» Work task
Copy out all lines in the data below containing the string "filename".

Saved data entries
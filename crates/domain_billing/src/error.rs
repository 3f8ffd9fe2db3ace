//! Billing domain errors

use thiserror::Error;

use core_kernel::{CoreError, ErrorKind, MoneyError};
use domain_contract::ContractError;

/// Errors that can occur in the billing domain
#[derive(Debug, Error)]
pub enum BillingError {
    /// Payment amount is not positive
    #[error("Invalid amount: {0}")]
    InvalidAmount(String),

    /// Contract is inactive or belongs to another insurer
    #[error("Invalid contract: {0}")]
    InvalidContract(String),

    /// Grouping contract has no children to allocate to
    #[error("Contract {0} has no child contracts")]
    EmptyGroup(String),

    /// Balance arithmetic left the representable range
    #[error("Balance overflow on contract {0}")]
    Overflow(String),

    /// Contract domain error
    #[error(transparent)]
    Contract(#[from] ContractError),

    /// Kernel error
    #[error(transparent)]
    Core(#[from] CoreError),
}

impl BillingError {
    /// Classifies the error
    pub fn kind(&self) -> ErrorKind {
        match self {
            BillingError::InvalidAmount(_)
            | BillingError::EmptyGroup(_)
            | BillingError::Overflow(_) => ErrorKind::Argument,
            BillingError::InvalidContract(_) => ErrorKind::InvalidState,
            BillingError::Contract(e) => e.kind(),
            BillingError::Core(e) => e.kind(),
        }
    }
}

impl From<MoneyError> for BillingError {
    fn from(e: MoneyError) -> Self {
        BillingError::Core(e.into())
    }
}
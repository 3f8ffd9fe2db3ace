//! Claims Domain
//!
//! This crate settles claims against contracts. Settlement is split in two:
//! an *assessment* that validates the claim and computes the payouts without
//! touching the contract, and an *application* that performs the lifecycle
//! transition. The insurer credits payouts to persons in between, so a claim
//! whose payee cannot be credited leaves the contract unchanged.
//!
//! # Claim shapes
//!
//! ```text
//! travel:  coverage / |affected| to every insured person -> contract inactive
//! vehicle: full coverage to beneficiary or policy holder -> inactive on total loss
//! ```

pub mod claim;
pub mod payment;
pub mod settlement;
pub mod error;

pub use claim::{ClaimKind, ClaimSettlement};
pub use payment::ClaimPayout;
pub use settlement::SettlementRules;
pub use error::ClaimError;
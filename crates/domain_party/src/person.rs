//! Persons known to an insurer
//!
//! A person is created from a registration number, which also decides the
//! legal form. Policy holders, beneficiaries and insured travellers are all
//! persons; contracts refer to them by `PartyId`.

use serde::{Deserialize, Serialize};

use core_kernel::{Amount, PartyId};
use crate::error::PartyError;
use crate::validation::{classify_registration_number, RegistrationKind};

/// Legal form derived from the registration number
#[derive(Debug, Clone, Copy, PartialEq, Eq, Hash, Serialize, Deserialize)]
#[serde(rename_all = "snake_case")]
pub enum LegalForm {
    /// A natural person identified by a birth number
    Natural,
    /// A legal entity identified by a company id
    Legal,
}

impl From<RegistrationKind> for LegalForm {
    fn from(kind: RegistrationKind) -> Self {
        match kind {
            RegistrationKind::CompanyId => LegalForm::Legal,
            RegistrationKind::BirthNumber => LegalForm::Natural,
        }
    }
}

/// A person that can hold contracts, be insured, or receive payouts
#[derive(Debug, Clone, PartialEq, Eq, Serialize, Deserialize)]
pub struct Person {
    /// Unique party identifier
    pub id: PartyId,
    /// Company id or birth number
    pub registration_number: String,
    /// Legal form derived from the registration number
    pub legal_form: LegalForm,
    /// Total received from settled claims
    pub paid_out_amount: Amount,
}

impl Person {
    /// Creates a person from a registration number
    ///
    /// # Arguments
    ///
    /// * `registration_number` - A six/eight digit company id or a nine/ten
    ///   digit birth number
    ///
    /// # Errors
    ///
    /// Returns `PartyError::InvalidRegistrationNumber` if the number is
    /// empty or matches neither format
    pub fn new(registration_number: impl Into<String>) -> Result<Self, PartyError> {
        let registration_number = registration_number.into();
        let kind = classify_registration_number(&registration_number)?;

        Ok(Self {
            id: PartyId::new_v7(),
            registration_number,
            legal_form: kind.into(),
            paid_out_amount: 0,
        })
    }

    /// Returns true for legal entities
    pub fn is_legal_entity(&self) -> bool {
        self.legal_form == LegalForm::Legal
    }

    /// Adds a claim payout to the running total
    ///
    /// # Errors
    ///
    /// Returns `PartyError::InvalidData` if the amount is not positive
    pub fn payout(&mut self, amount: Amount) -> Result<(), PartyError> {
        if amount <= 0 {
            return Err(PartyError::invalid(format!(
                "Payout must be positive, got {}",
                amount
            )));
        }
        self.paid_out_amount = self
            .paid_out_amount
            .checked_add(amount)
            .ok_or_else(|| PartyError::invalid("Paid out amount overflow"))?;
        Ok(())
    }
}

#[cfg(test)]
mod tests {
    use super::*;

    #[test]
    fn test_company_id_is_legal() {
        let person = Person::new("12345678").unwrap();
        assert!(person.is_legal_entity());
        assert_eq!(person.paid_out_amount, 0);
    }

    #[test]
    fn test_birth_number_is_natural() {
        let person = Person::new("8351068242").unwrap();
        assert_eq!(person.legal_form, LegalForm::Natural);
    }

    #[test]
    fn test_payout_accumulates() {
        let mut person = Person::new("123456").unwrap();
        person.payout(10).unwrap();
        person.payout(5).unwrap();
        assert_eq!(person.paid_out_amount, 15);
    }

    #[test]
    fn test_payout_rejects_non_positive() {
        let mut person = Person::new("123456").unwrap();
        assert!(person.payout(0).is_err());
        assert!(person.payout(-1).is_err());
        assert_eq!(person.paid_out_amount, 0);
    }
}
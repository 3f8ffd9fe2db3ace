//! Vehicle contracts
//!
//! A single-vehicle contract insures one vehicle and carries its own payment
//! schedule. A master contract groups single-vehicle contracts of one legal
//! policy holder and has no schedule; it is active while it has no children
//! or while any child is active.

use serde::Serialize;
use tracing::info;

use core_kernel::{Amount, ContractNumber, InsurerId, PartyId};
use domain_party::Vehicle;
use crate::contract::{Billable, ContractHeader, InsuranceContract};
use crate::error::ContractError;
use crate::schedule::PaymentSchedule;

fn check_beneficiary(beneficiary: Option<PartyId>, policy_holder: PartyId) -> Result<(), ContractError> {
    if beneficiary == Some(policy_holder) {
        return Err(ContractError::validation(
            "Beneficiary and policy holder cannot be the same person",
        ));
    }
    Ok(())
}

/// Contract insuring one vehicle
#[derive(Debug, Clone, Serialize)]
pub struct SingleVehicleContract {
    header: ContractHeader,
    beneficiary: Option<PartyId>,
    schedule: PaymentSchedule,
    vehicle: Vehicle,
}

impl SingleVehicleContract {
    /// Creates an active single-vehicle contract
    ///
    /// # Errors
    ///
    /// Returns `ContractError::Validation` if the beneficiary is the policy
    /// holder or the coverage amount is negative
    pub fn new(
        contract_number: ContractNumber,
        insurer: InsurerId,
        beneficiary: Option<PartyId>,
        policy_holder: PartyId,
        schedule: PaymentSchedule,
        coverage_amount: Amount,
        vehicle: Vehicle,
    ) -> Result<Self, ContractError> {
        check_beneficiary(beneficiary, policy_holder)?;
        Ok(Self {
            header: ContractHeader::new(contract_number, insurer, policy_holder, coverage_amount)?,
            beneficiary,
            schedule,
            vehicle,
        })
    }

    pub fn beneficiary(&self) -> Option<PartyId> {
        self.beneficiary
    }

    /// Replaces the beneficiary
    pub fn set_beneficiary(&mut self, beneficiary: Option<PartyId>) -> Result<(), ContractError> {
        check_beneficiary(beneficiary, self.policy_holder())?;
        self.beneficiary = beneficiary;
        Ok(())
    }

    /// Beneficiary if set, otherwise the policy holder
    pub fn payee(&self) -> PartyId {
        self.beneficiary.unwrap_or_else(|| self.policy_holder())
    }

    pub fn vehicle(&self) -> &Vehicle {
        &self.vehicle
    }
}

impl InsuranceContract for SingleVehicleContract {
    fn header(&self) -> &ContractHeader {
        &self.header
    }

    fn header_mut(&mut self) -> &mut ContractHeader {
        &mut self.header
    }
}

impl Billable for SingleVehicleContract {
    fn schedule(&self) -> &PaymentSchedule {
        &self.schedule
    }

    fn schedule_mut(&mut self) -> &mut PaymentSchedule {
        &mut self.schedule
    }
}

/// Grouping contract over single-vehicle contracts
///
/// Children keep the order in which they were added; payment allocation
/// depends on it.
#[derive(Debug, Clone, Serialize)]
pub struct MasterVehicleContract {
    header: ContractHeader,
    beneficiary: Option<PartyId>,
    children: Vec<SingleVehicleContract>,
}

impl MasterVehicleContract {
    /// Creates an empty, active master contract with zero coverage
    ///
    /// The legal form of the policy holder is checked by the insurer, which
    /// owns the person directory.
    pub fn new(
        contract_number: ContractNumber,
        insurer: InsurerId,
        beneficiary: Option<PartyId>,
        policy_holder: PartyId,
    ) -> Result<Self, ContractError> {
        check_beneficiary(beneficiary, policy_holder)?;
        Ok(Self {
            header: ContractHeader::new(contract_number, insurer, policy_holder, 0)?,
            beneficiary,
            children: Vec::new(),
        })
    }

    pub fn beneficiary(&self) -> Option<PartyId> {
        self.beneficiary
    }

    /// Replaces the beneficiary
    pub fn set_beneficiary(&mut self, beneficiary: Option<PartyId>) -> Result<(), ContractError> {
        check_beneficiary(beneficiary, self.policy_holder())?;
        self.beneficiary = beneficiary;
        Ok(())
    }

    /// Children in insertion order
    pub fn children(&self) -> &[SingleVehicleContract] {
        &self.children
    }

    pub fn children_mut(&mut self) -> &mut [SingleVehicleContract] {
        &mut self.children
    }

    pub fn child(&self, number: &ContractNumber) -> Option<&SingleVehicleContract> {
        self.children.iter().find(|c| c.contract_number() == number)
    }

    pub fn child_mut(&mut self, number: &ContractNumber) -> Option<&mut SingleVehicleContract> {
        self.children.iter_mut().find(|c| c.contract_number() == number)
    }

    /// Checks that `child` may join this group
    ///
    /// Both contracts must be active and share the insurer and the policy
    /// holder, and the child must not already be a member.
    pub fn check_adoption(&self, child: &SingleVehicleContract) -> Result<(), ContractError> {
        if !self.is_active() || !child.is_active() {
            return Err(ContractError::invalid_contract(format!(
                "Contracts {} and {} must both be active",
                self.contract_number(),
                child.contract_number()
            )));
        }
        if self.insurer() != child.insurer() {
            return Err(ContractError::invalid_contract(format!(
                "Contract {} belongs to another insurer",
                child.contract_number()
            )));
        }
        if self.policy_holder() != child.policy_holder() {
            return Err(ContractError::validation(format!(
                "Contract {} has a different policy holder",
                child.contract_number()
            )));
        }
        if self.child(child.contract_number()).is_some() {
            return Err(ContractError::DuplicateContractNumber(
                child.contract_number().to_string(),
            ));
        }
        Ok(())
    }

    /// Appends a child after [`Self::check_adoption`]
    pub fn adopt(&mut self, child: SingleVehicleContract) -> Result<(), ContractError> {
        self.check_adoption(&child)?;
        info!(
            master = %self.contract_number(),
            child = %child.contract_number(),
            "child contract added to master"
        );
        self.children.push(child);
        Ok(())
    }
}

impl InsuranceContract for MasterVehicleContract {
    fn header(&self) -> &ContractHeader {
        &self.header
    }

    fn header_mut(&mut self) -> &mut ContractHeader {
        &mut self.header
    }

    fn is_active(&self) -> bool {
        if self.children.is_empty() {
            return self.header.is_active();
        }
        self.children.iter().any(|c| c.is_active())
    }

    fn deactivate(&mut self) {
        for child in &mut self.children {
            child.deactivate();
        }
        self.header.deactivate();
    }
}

» Written answer
filename crates/domain_billing/src/error.rs
filename crates/domain_party/src/person.rs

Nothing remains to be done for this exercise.